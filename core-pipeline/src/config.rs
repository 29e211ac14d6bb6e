//! Pipeline configuration.

use std::path::PathBuf;
use std::time::Duration;

use core_catalog::Quality;

use crate::error::{PipelineError, Result};

/// Controls where downloads land, how many run at once and how the retry
/// delays are paced.
#[derive(Debug, Clone)]
pub struct PipelineConfig {
    /// Directory downloads are written into.
    pub download_dir: PathBuf,
    /// `artist/album/` subdirectories instead of a flat directory.
    pub organized_layout: bool,
    /// Concurrent download limit enforced by the scheduler.
    pub concurrent_downloads: usize,
    /// Tier requested before the fallback chains kick in.
    pub preferred_quality: Quality,
    /// Pause before re-fetching a forbidden track payload.
    pub track_retry_delay: Duration,
    /// Pause before re-fetching forbidden artwork.
    pub artwork_retry_delay: Duration,
    /// Pause between tag-write attempts.
    pub mux_retry_delay: Duration,
}

impl Default for PipelineConfig {
    fn default() -> Self {
        Self {
            download_dir: PathBuf::from("downloads"),
            organized_layout: false,
            concurrent_downloads: 4,
            preferred_quality: Quality::Mp3_320,
            track_retry_delay: Duration::from_secs(1),
            artwork_retry_delay: Duration::from_millis(500),
            mux_retry_delay: Duration::from_millis(500),
        }
    }
}

impl PipelineConfig {
    pub fn with_download_dir(mut self, dir: impl Into<PathBuf>) -> Self {
        self.download_dir = dir.into();
        self
    }

    pub fn with_organized_layout(mut self, organized: bool) -> Self {
        self.organized_layout = organized;
        self
    }

    pub fn with_concurrent_downloads(mut self, limit: usize) -> Self {
        self.concurrent_downloads = limit;
        self
    }

    pub fn with_preferred_quality(mut self, quality: Quality) -> Self {
        self.preferred_quality = quality;
        self
    }

    /// Validate before wiring the pipeline together.
    pub fn validate(&self) -> Result<()> {
        if self.concurrent_downloads == 0 {
            return Err(PipelineError::Config(
                "concurrent_downloads must be at least 1".to_string(),
            ));
        }
        if self.download_dir.as_os_str().is_empty() {
            return Err(PipelineError::Config(
                "download_dir must not be empty".to_string(),
            ));
        }
        if self.preferred_quality == Quality::UserUploaded {
            return Err(PipelineError::Config(
                "preferred_quality cannot be the user-uploaded tier".to_string(),
            ));
        }
        Ok(())
    }
}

→ **Task prompt**
Take every line above carrying "forbidden" and return it.

→ **Task output**
    /// Pause before re-fetching a forbidden track payload.
    /// Pause before re-fetching forbidden artwork.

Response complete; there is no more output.